The Story-Worthy Problem – Harold must leave the calculations and all the rules and all the precision behind and instead learn to suck all the marrow out of life. If he can do that, then it doesn’t matter if he dies.

The Matrix (1999 Keanu Reeves, Laurence Fishburne)

The Inciting Incident – Mr. Anderson’s computer tells him to follow the white rabbit—and he does.
The Initial Surface Problem – Mr. Anderson is taken into custody by Agents where they plant a bug in him, via his navel.
The Story-Worthy Problem – Mr.

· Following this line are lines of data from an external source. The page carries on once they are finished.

//! Markdown rendering for move definitions.
//!
//! Raw HTML in the source is escaped rather than passed through; only the
//! markup pulldown-cmark generates itself reaches the page.

use pulldown_cmark::{html, Event, Options, Parser};

pub fn render(source: &str) -> String {
    let mut options = Options::empty();
    options.insert(Options::ENABLE_STRIKETHROUGH);

    let parser = Parser::new_ext(source, options).map(|event| match event {
        Event::Html(raw) | Event::InlineHtml(raw) => Event::Text(raw),
        other => other,
    });

    let mut out = String::with_capacity(source.len() * 3 / 2);
    html::push_html(&mut out, parser);
    out
}
//! # Domain Models
//!
//! These structs represent the core entities of movewiki.
//! We use UUID v7 for time-ordered, globally unique identification.

use chrono::{DateTime, Utc};
use serde::{Deserialize, Serialize};
use std::fmt;
use std::str::FromStr;
use uuid::Uuid;

use crate::markdown;
use crate::slug::slugify;
use crate::tags::parse_tags;
use crate::validation::extract_stat;

/// A rules entry: "when you <condition>, roll +stat".
#[derive(Debug, Clone, PartialEq, Serialize, Deserialize)]
pub struct Move {
    pub id: Uuid,
    /// The title, e.g. "Hack & Slash"
    pub condition: String,
    /// Raw markdown as submitted
    pub definition: String,
    /// Derived from `condition` on every save
    pub slug: String,
    /// Derived from the "roll +X" clause of `definition` on every save
    pub stat: String,
    pub tags: Vec<String>,
    pub created_at: DateTime<Utc>,
    pub upvotes: i64,
    pub downvotes: i64,
    /// Cached id of the most upvoted listing under this slug
    pub top_listing: Option<Uuid>,
}

impl Move {
    pub fn new(draft: MoveDraft) -> Self {
        let mut mv = Self {
            id: Uuid::now_v7(),
            condition: draft.condition,
            definition: draft.definition,
            slug: String::new(),
            stat: String::new(),
            tags: parse_tags(draft.tags.as_deref().unwrap_or_default().split_whitespace()),
            created_at: Utc::now(),
            upvotes: 0,
            downvotes: 0,
            top_listing: None,
        };
        mv.refresh_derived();
        mv
    }

    /// Recomputes slug and stat. Called before every write.
    pub fn refresh_derived(&mut self) {
        self.slug = slugify(&self.condition);
        self.stat = extract_stat(&self.definition).unwrap_or_default();
    }

    /// Overwrites the fields that were actually submitted. Blank condition or
    /// definition keep the stored text.
    pub fn merge(&mut self, draft: MoveDraft) {
        if !draft.condition.trim().is_empty() {
            self.condition = draft.condition;
        }
        if !draft.definition.trim().is_empty() {
            self.definition = draft.definition;
        }
        // A submitted but empty tags field clears them.
        if let Some(tags) = draft.tags {
            self.tags = parse_tags(tags.split_whitespace());
        }
        self.refresh_derived();
    }

    pub fn url(&self) -> String {
        format!("/moves/{}", self.slug)
    }

    pub fn definition_url(&self) -> String {
        format!("/moves/{}/{}", self.slug, self.id)
    }

    pub fn id_url(&self) -> String {
        format!("/moves/{}", self.id)
    }

    pub fn display_date(&self) -> String {
        self.created_at.format("%d %b %Y").to_string()
    }

    pub fn rfc2822_date(&self) -> String {
        self.created_at.to_rfc2822()
    }

    pub fn definition_html(&self) -> String {
        markdown::render(&self.definition)
    }

    pub fn tags_line(&self) -> String {
        self.tags.join(" ")
    }

    pub fn is_top(&self, listing: &Listing) -> bool {
        self.top_listing == Some(listing.id)
    }
}

/// Fields submitted from the move form.
#[derive(Debug, Clone, Default, PartialEq, Serialize, Deserialize)]
#[serde(default)]
pub struct MoveDraft {
    pub condition: String,
    pub definition: String,
    /// Whitespace separated; `None` when the field was not submitted
    pub tags: Option<String>,
}

/// A play example recorded under a move.
#[derive(Debug, Clone, PartialEq, Serialize, Deserialize)]
pub struct Listing {
    pub id: Uuid,
    /// Back-reference to the owning move(s)
    pub move_slug: String,
    pub created_at: DateTime<Utc>,
    pub description: String,
    pub success: String,
    pub partial: String,
    pub failure: String,
    /// Copied from the move when the listing was created
    pub stat: String,
    pub upvotes: i64,
    pub downvotes: i64,
}

impl Listing {
    pub fn new(owner: &Move, draft: ListingDraft) -> Self {
        Self {
            id: Uuid::now_v7(),
            move_slug: owner.slug.clone(),
            created_at: Utc::now(),
            description: draft.description,
            success: draft.success,
            partial: draft.partial,
            failure: draft.failure,
            stat: owner.stat.clone(),
            upvotes: 0,
            downvotes: 0,
        }
    }

    pub fn url(&self) -> String {
        format!("/listings/{}", self.id)
    }

    pub fn move_url(&self) -> String {
        format!("/moves/{}", self.move_slug)
    }

    pub fn display_date(&self) -> String {
        self.created_at.format("%d %b %Y").to_string()
    }
}

/// Fields submitted from the listing form.
#[derive(Debug, Clone, Default, PartialEq, Serialize, Deserialize)]
#[serde(default)]
pub struct ListingDraft {
    pub description: String,
    pub success: String,
    pub partial: String,
    pub failure: String,
}

#[derive(Debug, Clone, Copy, PartialEq, Eq, Serialize, Deserialize)]
#[serde(rename_all = "lowercase")]
pub enum Vote {
    Up,
    Down,
}

impl FromStr for Vote {
    type Err = String;

    fn from_str(s: &str) -> Result<Self, Self::Err> {
        match s {
            "up" => Ok(Vote::Up),
            "down" => Ok(Vote::Down),
            other => Err(format!("unknown vote direction: {other}")),
        }
    }
}

impl fmt::Display for Vote {
    fn fmt(&self, f: &mut fmt::Formatter<'_>) -> fmt::Result {
        match self {
            Vote::Up => f.write_str("up"),
            Vote::Down => f.write_str("down"),
        }
    }
}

Anderson needs to become Neo—the One who can save Zion.

Ladyhawke (1985 Matthew Broderick, Michelle Pfeiffer)

The Inciting Incident – Philippe escapes the prisons of Aquila.
The Initial Surface Problem – He must help Navarre break into Aquila to kill the evil priest who cursed the knight and his lady.
The Story-Worthy Problem – Break the curse.

Raiders of the Lost Ark (1981 Harrison Ford, Karen Allen)

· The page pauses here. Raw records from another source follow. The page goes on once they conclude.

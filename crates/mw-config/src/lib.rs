//! # mw-config
//!
//! Runtime settings. Sources, lowest precedence first: built-in defaults, a
//! `.env` file in the working directory, then `MOVEWIKI_*` environment
//! variables (e.g. `MOVEWIKI_PORT=3000`).

use config::{Config, Environment};
use secrecy::SecretString;
use serde::Deserialize;
use std::path::PathBuf;
use thiserror::Error;

pub const ENV_PREFIX: &str = "MOVEWIKI";

#[derive(Error, Debug)]
pub enum ConfigError {
    #[error("could not read settings: {0}")]
    Load(#[from] config::ConfigError),

    #[error("invalid setting {key}: {reason}")]
    Invalid { key: &'static str, reason: String },
}

#[derive(Debug, Clone, Deserialize)]
pub struct Settings {
    pub host: String,
    pub port: u16,
    /// May carry credentials for non-file databases
    pub database_url: SecretString,
    /// Absolute origin used for links in the RSS feed
    pub public_url: String,
    pub static_dir: PathBuf,
    /// Default number of moves per index page
    pub page_size: i64,
    /// Number of moves in the RSS feed
    pub feed_size: i64,
}

impl Settings {
    /// Loads `.env` (if present) and reads the process environment.
    pub fn load() -> Result<Self, ConfigError> {
        match dotenvy::dotenv() {
            Ok(path) => log::info!("loaded environment from {}", path.display()),
            Err(e) if e.not_found() => log::debug!("no .env file"),
            Err(e) => log::warn!("ignoring unreadable .env file: {e}"),
        }
        Self::from_env(Environment::with_prefix(ENV_PREFIX))
    }

    /// Builds settings from defaults overlaid with `env`.
    pub fn from_env(env: Environment) -> Result<Self, ConfigError> {
        let settings: Settings = Config::builder()
            .set_default("host", "127.0.0.1")?
            .set_default("port", 8080)?
            .set_default("database_url", "sqlite:movewiki.db")?
            .set_default("public_url", "http://127.0.0.1:8080")?
            .set_default("static_dir", "./static")?
            .set_default("page_size", 20)?
            .set_default("feed_size", 20)?
            .add_source(env.try_parsing(true))
            .build()?
            .try_deserialize()?;

        settings.check()
    }

    fn check(mut self) -> Result<Self, ConfigError> {
        if !(1..=50).contains(&self.page_size) {
            return Err(ConfigError::Invalid {
                key: "page_size",
                reason: format!("{} is outside 1..=50", self.page_size),
            });
        }
        if self.feed_size < 1 {
            return Err(ConfigError::Invalid {
                key: "feed_size",
                reason: "must be at least 1".into(),
            });
        }
        self.public_url = self.public_url.trim_end_matches('/').to_string();
        Ok(self)
    }

    pub fn bind_addr(&self) -> (String, u16) {
        (self.host.clone(), self.port)
    }
}

#[cfg(test)]
mod tests {
    use super::*;
    use secrecy::ExposeSecret;
    use std::collections::HashMap;

    fn env(vars: &[(&str, &str)]) -> Environment {
        let map: HashMap<String, String> = vars
            .iter()
            .map(|(k, v)| (k.to_string(), v.to_string()))
            .collect();
        Environment::with_prefix(ENV_PREFIX).source(Some(map))
    }

    #[test]
    fn defaults_apply() {
        let settings = Settings::from_env(env(&[])).unwrap();
        assert_eq!(settings.bind_addr(), ("127.0.0.1".to_string(), 8080));
        assert_eq!(settings.database_url.expose_secret(), "sqlite:movewiki.db");
        assert_eq!(settings.page_size, 20);
    }

    #[test]
    fn environment_overrides() {
        let settings = Settings::from_env(env(&[
            ("MOVEWIKI_PORT", "3000"),
            ("MOVEWIKI_DATABASE_URL", "sqlite::memory:"),
            ("MOVEWIKI_PUBLIC_URL", "https://moves.example/"),
        ]))
        .unwrap();
        assert_eq!(settings.port, 3000);
        assert_eq!(settings.database_url.expose_secret(), "sqlite::memory:");
        assert_eq!(settings.public_url, "https://moves.example");
    }

    #[test]
    fn oversized_page_is_rejected() {
        let err = Settings::from_env(env(&[("MOVEWIKI_PAGE_SIZE", "500")])).unwrap_err();
        assert!(matches!(err, ConfigError::Invalid { key: "page_size", .. }));
    }
}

The Inciting Incident – Army intelligence recruits Jones to find the Ark of the Covenant
The Initial Surface Problem – Finding/obtaining the headpiece for the staff of Ra (from his ex, Marion)
The Story-Worthy Problem – Find the Ark before the Nazis do. Prevent them from using it.

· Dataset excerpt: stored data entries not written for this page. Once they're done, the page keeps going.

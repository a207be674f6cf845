//! Claude Provider
//!
//! Implementation of `Provider` for the Anthropic Messages API.

use async_trait::async_trait;
use serde::Serialize;
use serde_json::Value;
use toolkit_core::{
    error::{Result, ToolkitError},
    message::ChatMessage,
    normalize::normalize_payload,
    provider::{Provider, ProviderPayload, ProviderRequest},
};

use crate::http;

/// Messages API version sent with every request
pub const ANTHROPIC_VERSION: &str = "2023-06-01";

/// Claude provider configuration
#[derive(Clone, Debug)]
pub struct ClaudeConfig {
    /// API key
    pub api_key: String,

    /// Model identifier
    pub model: String,

    /// API base URL, without the `/v1/messages` path
    pub base_url: String,

    /// Request timeout in seconds
    pub timeout_secs: u64,
}

impl ClaudeConfig {
    pub fn new(api_key: impl Into<String>) -> Self {
        Self {
            api_key: api_key.into(),
            model: "claude-3-opus-20240229".into(),
            base_url: "https://api.anthropic.com".into(),
            timeout_secs: 120,
        }
    }

    pub fn with_model(mut self, model: impl Into<String>) -> Self {
        self.model = model.into();
        self
    }

    pub fn with_base_url(mut self, base_url: impl Into<String>) -> Self {
        self.base_url = base_url.into();
        self
    }

    pub fn with_timeout_secs(mut self, timeout_secs: u64) -> Self {
        self.timeout_secs = timeout_secs;
        self
    }

    /// Read configuration from `CLAUDE_*` environment variables
    ///
    /// `CLAUDE_API_KEY` is required; `CLAUDE_MODEL`, `CLAUDE_BASE_URL` and
    /// `CLAUDE_TIMEOUT_SECS` fall back to defaults.
    pub fn from_env() -> Result<Self> {
        Self::from_lookup(|key| std::env::var(key).ok())
    }

    fn from_lookup(lookup: impl Fn(&str) -> Option<String>) -> Result<Self> {
        let api_key = lookup("CLAUDE_API_KEY")
            .filter(|key| !key.trim().is_empty())
            .ok_or_else(|| ToolkitError::Config("CLAUDE_API_KEY is not set".into()))?;

        let mut config = Self::new(api_key);
        if let Some(model) = lookup("CLAUDE_MODEL") {
            config.model = model;
        }
        if let Some(base_url) = lookup("CLAUDE_BASE_URL") {
            config.base_url = base_url;
        }
        if let Some(timeout) = lookup("CLAUDE_TIMEOUT_SECS").and_then(|t| t.parse().ok()) {
            config.timeout_secs = timeout;
        }

        Ok(config)
    }

    fn messages_url(&self) -> String {
        format!("{}/v1/messages", self.base_url.trim_end_matches('/'))
    }
}

/// Request body for `POST /v1/messages`
#[derive(Debug, Serialize)]
struct MessagesBody<'a> {
    model: &'a str,
    max_tokens: u32,
    messages: &'a [ChatMessage],
    tools: &'a [Value],
    #[serde(skip_serializing_if = "Option::is_none")]
    system: Option<&'a str>,
    #[serde(skip_serializing_if = "Option::is_none")]
    tool_choice: Option<&'a Value>,
    #[serde(skip_serializing_if = "Option::is_none")]
    temperature: Option<f32>,
    #[serde(skip_serializing_if = "Option::is_none")]
    top_k: Option<u32>,
    #[serde(skip_serializing_if = "Option::is_none")]
    top_p: Option<f32>,
}

/// Claude provider
pub struct ClaudeProvider {
    client: reqwest::Client,
    config: ClaudeConfig,
}

impl ClaudeProvider {
    /// Create from configuration
    pub fn from_config(config: ClaudeConfig) -> Result<Self> {
        let client = http::build_client(config.timeout_secs)?;
        Ok(Self { client, config })
    }

    /// Create from environment variables
    pub fn from_env() -> Result<Self> {
        Self::from_config(ClaudeConfig::from_env()?)
    }

    pub fn config(&self) -> &ClaudeConfig {
        &self.config
    }

    fn build_body<'a>(&'a self, request: &'a ProviderRequest) -> MessagesBody<'a> {
        MessagesBody {
            model: &self.config.model,
            max_tokens: request.max_tokens,
            messages: &request.messages,
            tools: &request.tools,
            system: request.system_prompt.as_deref(),
            tool_choice: request.tool_choice.as_ref(),
            temperature: request.temperature,
            top_k: request.top_k,
            top_p: request.top_p,
        }
    }
}

#[async_trait]
impl Provider for ClaudeProvider {
    fn name(&self) -> &str {
        "claude"
    }

    fn model_identifier(&self) -> Option<&str> {
        Some(&self.config.model)
    }

    async fn call(&self, request: &ProviderRequest) -> Result<ProviderPayload> {
        let post = self
            .client
            .post(self.config.messages_url())
            .header("x-api-key", &self.config.api_key)
            .header("anthropic-version", ANTHROPIC_VERSION);

        let (raw, elapsed) = http::send_json(post, &self.build_body(request), self.name()).await?;
        let mut payload = normalize_payload(&raw)?;
        payload.execution_time = payload.execution_time.or(Some(elapsed));

        tracing::debug!(
            model = %self.config.model,
            stop_reason = %payload.stop_reason,
            elapsed_ms = elapsed.as_millis(),
            "Claude request finished"
        );
        Ok(payload)
    }
}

King Arthur (2004 Clive Owen, Keira Knightley)

The Inciting Incident – After 15 years of bondage, Bishop Germanius refuses to release the Knights from their service to Rome unless they do one more task.
The Initial Surface Problem – Save a prominent Roman family from the approaching Saxon army (located deep in the north of England and Woad territory).
The Story-Worthy Problem – Arthur’s journey to find his true self and become King of England (starting by defeating the Saxon army).

Star Trek (2009 Chris Pine, Zoe Saldana)

The Inciting Incident – Commander Pike appeals to Kirk’s ego and conflicting feelings about his father, prompting Kirk to join Star Fleet. “Your father was captain of a star ship for 12 minutes. He saved 800 lives including your mother and yours. I dare you to do better.”
The Initial Surface Problem – A distress call from Vulcan, all cadets called to duty.
The Story-Worthy Problem – Prevent Romulans from obliterating Earth.

The Hunger Games (2012 Jennifer Lawrence, Stanley Tucci)

The Inciting Incident – Katniss volunteers.
The Initial Surface Problem – Don’t die.
The Story-Worthy Problem – Win the Hunger Games and keep Peeta alive.

And as all good lessons go, here's a little homework for you.

Your Story: ________________________________________

The Inciting Incident --
The Initial Surface Problem --
The Story-Worthy Problem --

Do you agree with my conclusions? Let me know in the comments or share Your Story with us.

Again, this is what I've gleaned from only a quarter of the book, much more awaits us. Go forth and procure a copy for yourself.


Unknown said...

I just finished the book and think it's genius. I'm curious if Les Edgerton would agree with your assessments. I'm going through familiar stories and trying to identify the elements to cement the ideas from the book in my head.

Unknown said...

I'm curious if Les Edgerton would agree or disagree with your assessments. I'm not sure of all of them but I've been doing the same thing to try and get a handle on the idea. The problem is: a lot of stories don't seem to start with the inciting incident to me. Have you found the same?

Chris Todd Miller said...

Hey Trevor,

I would love to sit down with Mr. Edgerton and discuss his book. He may or may not agree with my assessments, but regardless, having done this examination has really helped me better formulate my stories.

I have found that some stories wait for a bit to introduce the inciting incident, but it does get introduced. In all of the manuscripts I've edited, I always call out the inciting incident, the surface problem, and the story worthy problem. This approach lends itself better to some genres over others. For instance, some fantasy or scifi novels take some time to do world building before getting to the inciting incident; or perhaps, it's author's preference. Whichever the approach, the best stories always seem to have those three elements, even if they come around later in the story.